Mark: This is a weird one really. We are actually still with the same people as we were with the last album. Home Records in effect are now Koenigskinder. The problems really have come from the label partners. Previously Home Records worked with Sony which was kind of good and kind of bad. Good because they are Sony, bad because they don't really much care about bands like us – we don't earn them enough money so they go through the motions but there is no real connection there. Koenigskinder are now working with SPV which we believe is a better deal for us. I think they understand the scene as well as the mainstream and know where a band like us fits into things. We are optimistic.
The album has been pretty much finished for more than a year already, but the release kept getting delayed. How frustrating was it to keep the album on ice for such a long time and having to keep your fans waiting?
Mark: Yes it was very frustrating but there is always lots of stuff going on – the time kind of goes by. It wasn't really as long as a year because we were still mixing and mastering until quite recently, but the project could have been finished sooner I guess. You have to get used to waiting in this business – waiting for a deal, waiting for money, waiting for a release, waiting to go on stage – it's part of the job.
The new album is another milestone in your biography and in your discography. How do you view yourself? Have you become more serious and open to the world from the musical and lyrical point of view? Maybe even more eager to experiment?

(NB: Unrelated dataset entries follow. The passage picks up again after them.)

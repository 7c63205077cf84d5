//! Line-based serial terminal.
//!
//! `btserial <address>` connects to a device, prints every line it sends and
//! forwards stdin lines to it. `btserial --list` prints the known devices.

use std::{env, process::ExitCode, sync::Arc, time::Duration};

use btserial::{
   ConnectionRegistry, Listeners, SerialError,
   config::Config,
   dispatch::QueuedDispatcher,
   error::Result,
   transport::{Transport, tcp::TcpTransport},
};
use log::{error, info, warn};
use tokio::{
   io::{AsyncBufReadExt, BufReader},
   signal,
   sync::Notify,
   time,
};

const USAGE: &str = "usage: btserial <address> | btserial --list";

#[tokio::main]
async fn main() -> ExitCode {
   env_logger::Builder::from_env(env_logger::Env::default().default_filter_or("info")).init();

   let args: Vec<String> = env::args().skip(1).collect();
   let res = match args.as_slice() {
      [flag] if flag == "--list" => list().await,
      [flag] if flag == "-h" || flag == "--help" => {
         println!("{USAGE}");
         Ok(())
      },
      [address] => connect(address).await,
      _ => {
         eprintln!("{USAGE}");
         return ExitCode::from(2);
      },
   };

   match res {
      Ok(()) => ExitCode::SUCCESS,
      Err(e) => {
         error!("{e}");
         ExitCode::FAILURE
      },
   }
}

fn load_config() -> Result<Config> {
   let config = Config::load()?;
   info!(
      "Loaded configuration with {} known devices",
      config.known_devices.len()
   );
   Ok(config)
}

async fn list() -> Result<()> {
   let config = load_config()?;
   let mut devices = TcpTransport::new()
      .with_known_devices(&config.known_devices)
      .paired_devices()
      .await?;

   #[cfg(feature = "bluetooth")]
   {
      let transport = rfcomm_transport(&config).await?;
      for device in transport.paired_devices().await? {
         if !devices.iter().any(|d| d.address == device.address) {
            devices.push(device);
         }
      }
   }

   if devices.is_empty() {
      println!("No known devices");
   }
   for device in devices {
      println!("{}\t{}", device.address, device.name);
   }
   Ok(())
}

async fn connect(address: &str) -> Result<()> {
   let config = load_config()?;

   #[cfg(feature = "bluetooth")]
   {
      if btserial::transport::rfcomm::is_bluetooth_address(address) {
         let transport = rfcomm_transport(&config).await?;
         return chat(transport, &config, address).await;
      }
   }

   let transport = TcpTransport::new().with_known_devices(&config.known_devices);
   chat(transport, &config, address).await
}

#[cfg(feature = "bluetooth")]
async fn rfcomm_transport(config: &Config) -> Result<btserial::transport::rfcomm::RfcommTransport> {
   use btserial::transport::rfcomm::RfcommTransport;

   let session = bluer::Session::new().await.map_err(std::io::Error::other)?;
   Ok(RfcommTransport::new(config.bluetooth_channel).with_session(session))
}

async fn chat<T: Transport>(transport: T, config: &Config, address: &str) -> Result<()> {
   let charset = config.charset()?;
   let name = config.is_known_device(address).unwrap_or(address).to_string();

   // Callbacks run on their own task, never on the reader.
   let dispatcher = QueuedDispatcher::new();
   tokio::spawn(dispatcher.clone().run());
   let registry = ConnectionRegistry::with_dispatcher(transport, dispatcher);

   info!("Connecting to {name}...");
   let timeout = Duration::from_secs(config.connect_timeout_sec);
   let conn = time::timeout(timeout, registry.open(address, charset))
      .await
      .map_err(|_| SerialError::RequestTimeout)??;
   info!("Connected to {name}, type a message and press enter");

   let lost = Arc::new(Notify::new());
   let iface = conn.to_interface()?;
   iface.set_listeners(
      Listeners::new()
         .on_message_received(move |message| println!("{name}: {message}"))
         .on_message_sent(|message| println!("You sent: {}", message.trim_end()))
         .on_error({
            let lost = lost.clone();
            move |e| {
               warn!("{e}");
               if matches!(e, SerialError::ConnectionLost) {
                  lost.notify_one();
               }
            }
         }),
   );

   let mut stdin = BufReader::new(tokio::io::stdin()).lines();
   loop {
      tokio::select! {
         line = stdin.next_line() => match line? {
            Some(line) => {
               let line = line.trim();
               if line.is_empty() {
                  continue;
               }
               // Messages are sent as is; the device expects whole lines.
               if let Err(e) = iface.send_message(&format!("{line}\n")) {
                  warn!("Failed to send: {e}");
                  break;
               }
            },
            None => break,
         },
         () = lost.notified() => {
            info!("Device hung up");
            break;
         },
         res = signal::ctrl_c() => {
            res?;
            break;
         },
      }
   }

   info!("Closing connections...");
   registry.close_all().await;
   Ok(())
}
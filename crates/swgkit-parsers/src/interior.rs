// swgkit-parsers/src/interior.rs
//! Interior object placement codec
//!
//! ```text
//! FORM INLY
//! └── FORM 0000
//!     ├── TMPL   count:i32, template paths
//!     ├── CELS   count:i32, cell names
//!     └── XFRM*  template:u16, cell:u16, 12 × f32 transform (52 bytes)
//! ```
//!
//! Placements are located by scanning for the `XFRM` header with its fixed
//! length instead of building a tree.

use serde::Serialize;
use swgkit_core::{Error, Quat, Result, Transform, Vec3};

use crate::binary::{scan_signature, ByteReader, ByteWriter};
use crate::iff::{self, Node, Tag, HEADER_SIZE};
use crate::traits::{Codec, ParseOptions};

/// Root form type of an interior layout
pub const INLY: Tag = Tag::new(b"INLY");
const INLY_VERSION: Tag = Tag::new(b"0000");
const TMPL: Tag = Tag::new(b"TMPL");
const CELS: Tag = Tag::new(b"CELS");
const XFRM: Tag = Tag::new(b"XFRM");

/// Payload size of one placement leaf
pub const PLACEMENT_SIZE: usize = 52;

/// `XFRM` tag followed by its big-endian length
const PLACEMENT_SIGNATURE: [u8; 8] = *b"XFRM\0\0\0\x34";

#[derive(Debug, Clone, Copy, PartialEq, Serialize)]
pub struct Placement {
    pub template_index: u16,
    pub cell_index: u16,
    pub transform: Transform,
}

impl Placement {
    pub fn rotation(&self) -> Quat {
        self.transform.quaternion()
    }

    pub fn position(&self) -> Vec3 {
        self.transform.translation
    }

    fn read(data: &[u8]) -> Result<Self> {
        let mut r = ByteReader::new(data);
        Ok(Self {
            template_index: r.u16_le()?,
            cell_index: r.u16_le()?,
            transform: Transform::from_floats(&r.floats::<12>()?),
        })
    }

    fn to_node(&self) -> Node {
        let mut w = ByteWriter::with_capacity(PLACEMENT_SIZE);
        w.put_u16_le(self.template_index);
        w.put_u16_le(self.cell_index);
        w.put_floats(&self.transform.to_floats());
        Node::leaf(XFRM, w.into_inner())
    }
}

#[derive(Debug, Clone, PartialEq, Default, Serialize)]
pub struct InteriorLayout {
    pub templates: Vec<String>,
    pub cells: Vec<String>,
    pub placements: Vec<Placement>,
}

impl InteriorLayout {
    pub fn template_of(&self, placement: &Placement) -> Option<&str> {
        self.templates.get(usize::from(placement.template_index)).map(String::as_str)
    }

    pub fn cell_of(&self, placement: &Placement) -> Option<&str> {
        self.cells.get(usize::from(placement.cell_index)).map(String::as_str)
    }

    /// Placements inside the named cell
    pub fn placements_in<'a>(&'a self, cell: &'a str) -> impl Iterator<Item = &'a Placement> + 'a {
        self.placements.iter().filter(move |p| self.cell_of(p) == Some(cell))
    }
}

pub struct InteriorCodec;

impl Codec for InteriorCodec {
    type Model = InteriorLayout;

    const ROOT: Option<Tag> = Some(INLY);

    fn name(&self) -> &'static str {
        "Interior Layout"
    }

    fn extensions(&self) -> &'static [&'static str] {
        &["ilf"]
    }

    fn decode_with_options(&self, bytes: &[u8], _options: &ParseOptions) -> Result<InteriorLayout> {
        decode(bytes)
    }

    fn encode(&self, model: &InteriorLayout) -> Vec<u8> {
        encode(model)
    }
}

/// Counted list of null-terminated names; truncation keeps what was read
fn read_names(data: &[u8], tag: Tag) -> Vec<String> {
    let mut r = ByteReader::new(data);
    let count = r.i32_le().map_or(0, |n| n.max(0) as usize);
    let mut names = Vec::with_capacity(count.min(data.len()));
    for _ in 0..count {
        match r.cstring() {
            Ok(name) => names.push(name),
            Err(_) => {
                tracing::warn!(%tag, declared = count, read = names.len(), "Truncated name table");
                break;
            }
        }
    }
    names
}

fn names_node(tag: Tag, names: &[String]) -> Node {
    let mut w = ByteWriter::new();
    w.put_i32_le(names.len() as i32);
    for name in names {
        w.put_cstring(name);
    }
    Node::leaf(tag, w.into_inner())
}

pub fn decode(bytes: &[u8]) -> Result<InteriorLayout> {
    match iff::peek_form_type(bytes) {
        Some(t) if t == INLY => {}
        other => {
            return Err(Error::unexpected_form(
                INLY.to_string(),
                other.map_or_else(|| "no container".to_string(), |t| t.to_string()),
            ))
        }
    }

    let templates = iff::scan_leaf(bytes, TMPL)
        .map(|data| read_names(data, TMPL))
        .ok_or_else(|| Error::missing_chunk(TMPL.to_string()))?;
    let cells = match iff::scan_leaf(bytes, CELS) {
        Some(data) => read_names(data, CELS),
        None => {
            tracing::warn!("Interior layout without cell table");
            Vec::new()
        }
    };

    let placements: Vec<Placement> = scan_signature(bytes, &PLACEMENT_SIGNATURE)
        .filter_map(|offset| {
            let start = offset + HEADER_SIZE;
            let Some(data) = bytes.get(start..start + PLACEMENT_SIZE) else {
                tracing::warn!(offset, "Truncated placement at end of file");
                return None;
            };
            Placement::read(data).ok()
        })
        .collect();

    let layout = InteriorLayout {
        templates,
        cells,
        placements,
    };
    let dangling = layout
        .placements
        .iter()
        .filter(|p| layout.template_of(p).is_none() || layout.cell_of(p).is_none())
        .count();
    if dangling > 0 {
        tracing::warn!(dangling, "Placements reference missing templates or cells");
    }

    tracing::debug!(
        templates = layout.templates.len(),
        cells = layout.cells.len(),
        placements = layout.placements.len(),
        "Decoded interior layout"
    );
    Ok(layout)
}

pub fn encode(layout: &InteriorLayout) -> Vec<u8> {
    let mut children = Vec::with_capacity(layout.placements.len() + 2);
    children.push(names_node(TMPL, &layout.templates));
    children.push(names_node(CELS, &layout.cells));
    children.extend(layout.placements.iter().map(Placement::to_node));
    iff::serialize(&Node::form(INLY, vec![Node::form(INLY_VERSION, children)]))
}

Mark: We are definitely more musically open, but we know our audience and we know our limits. We have always experimented I think, but at the end of the day people like good song writing so that will never change – it may get dressed up differently that's all. I think lyrically we have changed. Not more serious, just different subjects. It's less about love and relationships and more about the things we see and hear going on around us. You can't write about yourself forever – it's stupid. You can write about what you see or how you see things - what makes you sad or angry even if it something you have never experienced. It's just like a new palette of paints for us really.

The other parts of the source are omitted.